# Algorithms Summary Points – Part 5: QuickSort, QuickSelect

This note has some summary points from my study of algorithms and algorithmic analysis. If you have little or no idea of the concepts I will talk about, this note may not be so helpful to you. I only post these here to serve as a quick note or as a refresher about these concepts should the need arise. In that case, I suggest you take an advanced course on algorithms and data structures first.  Nevertheless, if you are interested in discussing any of the concepts here I will be glad to be of help.

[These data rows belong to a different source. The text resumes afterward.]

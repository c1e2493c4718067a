#![warn(missing_docs, clippy::missing_docs_in_private_items)]

//! # Search Gateway Settings
//!
//! Configuration is specified in several ways, with later methods overriding earlier ones.
//!
//! 1. A base configuration checked into the repository, in `config/base.yaml`.
//!    This provides the default values for most settings.
//! 2. Per-environment configuration files in the `config` directory. The
//!    environment is selected using the environment variable `GATEWAY_ENV`. The
//!    settings for that environment are then loaded from `config/${env}.yaml`, if
//!    it exists. The default environment is "development". A "production"
//!    environment is also provided.
//! 3. A local configuration file not checked into the repository, at
//!    `config/local.yaml`. This file is in `.gitignore` and is safe to use for
//!    local configuration and secrets if desired.
//! 4. Environment variables that begin with `GATEWAY_` and use `__` to separate
//!    levels. For example, `Settings::http::workers` can be controlled from the
//!    environment variable `GATEWAY_HTTP__WORKERS`.
//! 5. The upstream credentials can also be given with `NAVER_CLIENT_ID` and
//!    `NAVER_CLIENT_SECRET`, which win over every other source. Empty values
//!    of these two variables are ignored.
//!
//! The upstream credentials have no default. Loading fails if they are not
//! provided by one of the sources above, or if they are empty.
//!
//! Tests should use `Settings::load_for_tests` which only reads from
//! `config/base.yaml`, `config/test.yaml`, and `config/local_test.yaml` (if it
//! exists). It does not read from environment variables.

mod logging;

pub use logging::{DirectiveWrapper, LogFormat, LoggingSettings};

use config::{Config, ConfigError, Environment, File};
use serde::{Deserialize, Serialize};
use serde_with::{serde_as, DurationMilliSeconds};
use std::{collections::HashMap, fmt, net::SocketAddr, path::PathBuf, time::Duration};

/// Top level settings object for the search gateway.
#[derive(Clone, Debug, Serialize, Deserialize)]
pub struct Settings {
    /// The environment the gateway is running in. Should only be set with the
    /// `GATEWAY_ENV` environment variable.
    pub env: String,

    /// Enable additional features to debug the application. This should not be
    /// set to true in production environments.
    pub debug: bool,

    /// Log the text of incoming search queries. Queries can contain sensitive
    /// user input.
    pub log_full_request: bool,

    /// Settings for the HTTP server.
    pub http: HttpSettings,

    /// Cross origin request settings.
    pub cors: CorsSettings,

    /// Settings for the upstream search API.
    pub upstream: UpstreamSettings,

    /// Logging settings.
    pub logging: LoggingSettings,

    /// Metrics settings.
    pub metrics: MetricsSettings,

    /// Sentry error reporting settings.
    pub sentry: SentrySettings,
}

/// Settings for the HTTP server.
#[derive(Clone, Debug, Serialize, Deserialize)]
pub struct HttpSettings {
    /// The host and port to listen on, such as "127.0.0.1:8080" or "0.0.0.0:80".
    pub listen: SocketAddr,

    /// The number of workers to use. Optional. If no value is provided, the
    /// number of logical cores will be used.
    #[serde(default)]
    pub workers: Option<usize>,

    /// Directory served under `/.well-known`, such as the one holding
    /// `ai-plugin.json`. Nothing is served there if it is unset or the
    /// directory doesn't exist.
    #[serde(default)]
    pub well_known_dir: Option<PathBuf>,
}

/// Settings for cross origin requests.
#[derive(Clone, Debug, Default, Serialize, Deserialize)]
pub struct CorsSettings {
    /// Origins that browsers may call the gateway from, such as
    /// `https://chatgpt.com`.
    #[serde(default)]
    pub allowed_origins: Vec<String>,
}

/// Settings for the upstream search API.
#[serde_as]
#[derive(Clone, Serialize, Deserialize)]
pub struct UpstreamSettings {
    /// Scheme, host and optional port of the upstream, such as
    /// `https://openapi.naver.com`.
    pub base_url: String,

    /// Sent as the `X-Naver-Client-Id` header.
    pub client_id: String,

    /// Sent as the `X-Naver-Client-Secret` header.
    pub client_secret: String,

    /// Total time allowed for one upstream request. If unset, the HTTP
    /// client's default applies.
    #[serde_as(as = "Option<DurationMilliSeconds>")]
    #[serde(rename = "timeout_ms")]
    pub timeout: Option<Duration>,
}

impl fmt::Debug for UpstreamSettings {
    fn fmt(&self, f: &mut fmt::Formatter<'_>) -> fmt::Result {
        f.debug_struct("UpstreamSettings")
            .field("base_url", &self.base_url)
            .field("client_id", &self.client_id)
            .field("client_secret", &"[redacted]")
            .field("timeout", &self.timeout)
            .finish()
    }
}

impl UpstreamSettings {
    /// Fail if either credential is empty.
    fn check_credentials(&self) -> Result<(), ConfigError> {
        for (key, value) in [
            ("upstream.client_id", &self.client_id),
            ("upstream.client_secret", &self.client_secret),
        ] {
            if value.trim().is_empty() {
                return Err(ConfigError::Message(format!("{} must not be empty", key)));
            }
        }
        Ok(())
    }
}

/// Settings for the statsd metrics sink.
#[derive(Clone, Debug, Serialize, Deserialize)]
pub struct MetricsSettings {
    /// The host to send metrics to.
    pub sink_host: String,

    /// The port to send metrics to.
    pub sink_port: u16,

    /// The size of the queue in front of the UDP sink, in kilobytes.
    pub max_queue_size_kb: usize,
}

/// Settings for Sentry.
#[derive(Clone, Debug, Default, Serialize, Deserialize)]
pub struct SentrySettings {
    /// The DSN to report to. Reporting is disabled if this is not set.
    #[serde(default)]
    pub dsn: Option<String>,

    /// Log every event that is sent to Sentry.
    #[serde(default)]
    pub debug: bool,
}

impl Settings {
    /// Load settings from configuration files and environment variables.
    ///
    /// # Errors
    /// If any of the configured values are invalid, if any of the required
    /// configuration files are missing, or if the upstream credentials are
    /// not configured.
    pub fn load() -> Result<Self, ConfigError> {
        Self::load_from("config", std::env::vars().collect())
    }

    /// Load settings from the configuration files in `config_dir`, with `env`
    /// standing in for the process environment.
    fn load_from(config_dir: &str, env: HashMap<String, String>) -> Result<Self, ConfigError> {
        let gateway_env = env
            .get("GATEWAY_ENV")
            .cloned()
            .unwrap_or_else(|| "development".to_string());
        // An empty variable is treated as unset.
        let credential = |name: &str| env.get(name).filter(|value| !value.is_empty()).cloned();
        let client_id = credential("NAVER_CLIENT_ID");
        let client_secret = credential("NAVER_CLIENT_SECRET");

        let settings: Self = Config::builder()
            // Start off with the base config.
            .add_source(File::with_name(&format!("{}/base", config_dir)))
            .set_override("env", gateway_env.as_str())?
            // Merge in an environment specific config.
            .add_source(
                File::with_name(&format!("{}/{}", config_dir, gateway_env)).required(false),
            )
            // Add a local configuration file that is `.gitignore`ed.
            .add_source(File::with_name(&format!("{}/local", config_dir)).required(false))
            // Add environment variables that start with "GATEWAY_" and have "__"
            // to separate levels. For example, `GATEWAY_HTTP__LISTEN` maps to
            // `Settings::http::listen`.
            .add_source(
                Environment::with_prefix("GATEWAY")
                    .prefix_separator("_")
                    .separator("__")
                    .source(Some(env)),
            )
            .set_override_option("upstream.client_id", client_id)?
            .set_override_option("upstream.client_secret", client_secret)?
            .build()?
            .try_deserialize()?;

        settings.upstream.check_credentials()?;
        Ok(settings)
    }

    /// Load settings from configuration files for tests.
    ///
    /// `changer` is called with the loaded settings before they are returned,
    /// so each test can adjust what it needs.
    ///
    /// # Panics
    /// If the test configuration files cannot be loaded.
    pub fn load_for_tests<F: FnOnce(&mut Self)>(changer: F) -> Self {
        let mut settings: Self = Config::builder()
            .add_source(File::with_name("../config/base"))
            .set_override("env", "test")
            .expect("Could not set env for tests")
            .add_source(File::with_name("../config/test"))
            // Add a local configuration file that is `.gitignore`ed.
            .add_source(File::with_name("../config/local_test").required(false))
            .build()
            .expect("Could not load settings for tests")
            .try_deserialize()
            .expect("Could not convert settings");

        changer(&mut settings);
        settings
    }
}

#[cfg(test)]
mod tests {
    use super::Settings;
    use pretty_assertions::assert_eq;
    use std::{collections::HashMap, time::Duration};

    /// Load from the workspace `config` directory with only `pairs` set in
    /// the environment.
    fn load_with_env(pairs: &[(&str, &str)]) -> Result<Settings, config::ConfigError> {
        let env: HashMap<String, String> = pairs
            .iter()
            .map(|(key, value)| (key.to_string(), value.to_string()))
            .collect();
        Settings::load_from("../config", env)
    }

    #[test]
    fn load_fails_without_credentials() {
        let result = load_with_env(&[("GATEWAY_ENV", "production")]);
        assert!(result.is_err(), "loaded {:?}", result);
    }

    #[test]
    fn load_reads_credentials_from_gateway_variables() {
        let settings = load_with_env(&[
            ("GATEWAY_ENV", "production"),
            ("GATEWAY_UPSTREAM__CLIENT_ID", "gateway-id"),
            ("GATEWAY_UPSTREAM__CLIENT_SECRET", "gateway-secret"),
        ])
        .expect("credentials are configured");
        assert_eq!(settings.env, "production");
        assert_eq!(settings.upstream.client_id, "gateway-id");
        assert_eq!(settings.upstream.client_secret, "gateway-secret");
    }

    #[test]
    fn naver_variables_take_precedence() {
        let settings = load_with_env(&[
            ("GATEWAY_ENV", "test"),
            ("GATEWAY_UPSTREAM__CLIENT_ID", "gateway-id"),
            ("GATEWAY_UPSTREAM__CLIENT_SECRET", "gateway-secret"),
            ("NAVER_CLIENT_ID", "naver-id"),
        ])
        .expect("credentials are configured");
        assert_eq!(settings.upstream.client_id, "naver-id");
        assert_eq!(settings.upstream.client_secret, "gateway-secret");

        // Over the config files too.
        let settings = load_with_env(&[
            ("GATEWAY_ENV", "test"),
            ("NAVER_CLIENT_SECRET", "naver-secret"),
        ])
        .expect("credentials are configured");
        assert_eq!(settings.upstream.client_id, "test-client-id");
        assert_eq!(settings.upstream.client_secret, "naver-secret");
    }

    #[test]
    fn empty_naver_variables_are_ignored() {
        let settings = load_with_env(&[
            ("GATEWAY_ENV", "test"),
            ("NAVER_CLIENT_ID", ""),
            ("NAVER_CLIENT_SECRET", ""),
        ])
        .expect("credentials come from the test config");
        assert_eq!(settings.upstream.client_id, "test-client-id");
        assert_eq!(settings.upstream.client_secret, "test-client-secret");

        let result = load_with_env(&[
            ("GATEWAY_ENV", "production"),
            ("NAVER_CLIENT_ID", ""),
            ("NAVER_CLIENT_SECRET", ""),
        ]);
        assert!(result.is_err(), "loaded {:?}", result);
    }

    #[test]
    fn empty_credentials_are_rejected() {
        let error = load_with_env(&[
            ("GATEWAY_ENV", "test"),
            ("GATEWAY_UPSTREAM__CLIENT_SECRET", ""),
        ])
        .expect_err("an empty secret is not a credential");
        assert!(
            error.to_string().contains("upstream.client_secret must not be empty"),
            "unexpected error: {}",
            error
        );
    }

    #[test]
    fn test_settings_load() {
        let settings = Settings::load_for_tests(|_| ());
        assert_eq!(settings.env, "test");
        assert_eq!(settings.upstream.client_id, "test-client-id");
        assert_eq!(settings.http.workers, Some(1));
        assert_eq!(
            settings.http.well_known_dir.as_deref(),
            Some(std::path::Path::new(".well-known"))
        );
        assert_eq!(settings.upstream.timeout, None);
        assert_eq!(
            settings.cors.allowed_origins,
            vec!["https://chat.openai.com", "https://chatgpt.com"]
        );
    }

    #[test]
    fn changer_is_applied() {
        let settings = Settings::load_for_tests(|settings| {
            settings.upstream.timeout = Some(Duration::from_millis(250));
        });
        assert_eq!(settings.upstream.timeout, Some(Duration::from_millis(250)));
    }

    #[test]
    fn debug_output_hides_the_client_secret() {
        let settings = Settings::load_for_tests(|_| ());
        let debugged = format!("{:?}", settings.upstream);
        assert!(debugged.contains("test-client-id"));
        assert!(!debugged.contains("test-client-secret"));
    }

    #[test]
    fn timeout_is_read_in_milliseconds() {
        let upstream: super::UpstreamSettings = serde_json::from_value(serde_json::json!({
            "base_url": "https://openapi.naver.com",
            "client_id": "id",
            "client_secret": "secret",
            "timeout_ms": 1500,
        }))
        .expect("valid upstream settings");
        assert_eq!(upstream.timeout, Some(Duration::from_millis(1500)));
    }

    #[test]
    fn credentials_are_required() {
        let result = serde_json::from_value::<super::UpstreamSettings>(serde_json::json!({
            "base_url": "https://openapi.naver.com",
        }));
        assert!(result.is_err());
    }
}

## Quick Sort, Quick Select

### Quick Sort

• Another Divide and Conquer Algorithm
• Like Merge Sort except it does not split into halves.
• It picks a pivot element from the array
• Then partitions the array into 3 parts
• L – The elements less than the pivot
• E – The elements equal to the pivot
• G – The elements greater than the pivot
• Then L and G are recursively broken again till each L and G has 1 or 0 elements – This is the base case
• Then a union is done on them in the order L E G
• Running Times
• Worst Case – O(n^2). This happens when we always pick the unique smallest or greatest of the elements as pivot. This makes either L or G to be empty while the other has n-1 elements. The sequence generated till we get to 0 this time will be n-1, n-2, till n-n. Which means it rises from 1 to n and gives us an asymptotic run time of O(n^2) (sum of numbers of 1 to n is n(n+1)/2).
• However, using Chernoff’s bounds, the probability of this occurring is extremely low.
• Average Case – O(n log n) – We arrive at this by looking at the binary tree is we have an expected number of self-calls. Each good self-call reduces the input by at least ¾ which gives us 2+ log4/3n items in the sequence
• Best case – O(n log n)
• When using quick sort, a self-call is good if the number of elements in L and G is < 3n/4
• Is unstable

### In-Place Quick Sort

• Still quick sort, but we do not partition into 3.
• We also pick a pivot and do in-place partition
• Select the pivot
• Swap with the element at the right.
• Then use two pointers I and j, I moves to the right past all elements less than the pivot. J moves to the left past all elements greater than the pivot.
• If they are stuck, we swap the elements at their positions.
• When they cross, we swap the pivot with the element at I and return the position of the pivot.
• Then we recursively do the same thing on the left and right of the pivot – excluding the position of the pivot because the pivot now sits in its rightful place.
• It is not stable

### Quick Select

• Used to search for the nth smallest value in a sequence.
• Works like quick sort because it
• Gets a pivot value
• Creates L E G based on the pivot.
• If the length of L is greater than the position we need, say K, we search recursively in L giving it the same value of K
• If the k is greater than the length of L but less than the length of L plus the length of E, then we know K exists in E, so we return any value in E
• Otherwise, we know K exists in G. So, we get the sum of the lengths of L and G, this will become our new K and we recursively search G.
• The running times
• Worst Case is Θ(n^2 – Happens when the array is already sorted, our K= 1, and our pivot is always the rightmost element. This means the input will only be reduced by 1 each time, making us do the recursion n times, inside our partition we loop n times again to fix elements in either L, E or G
• Average Case is O(n) – For expected good self-calls where L and G have less than ¾n each time.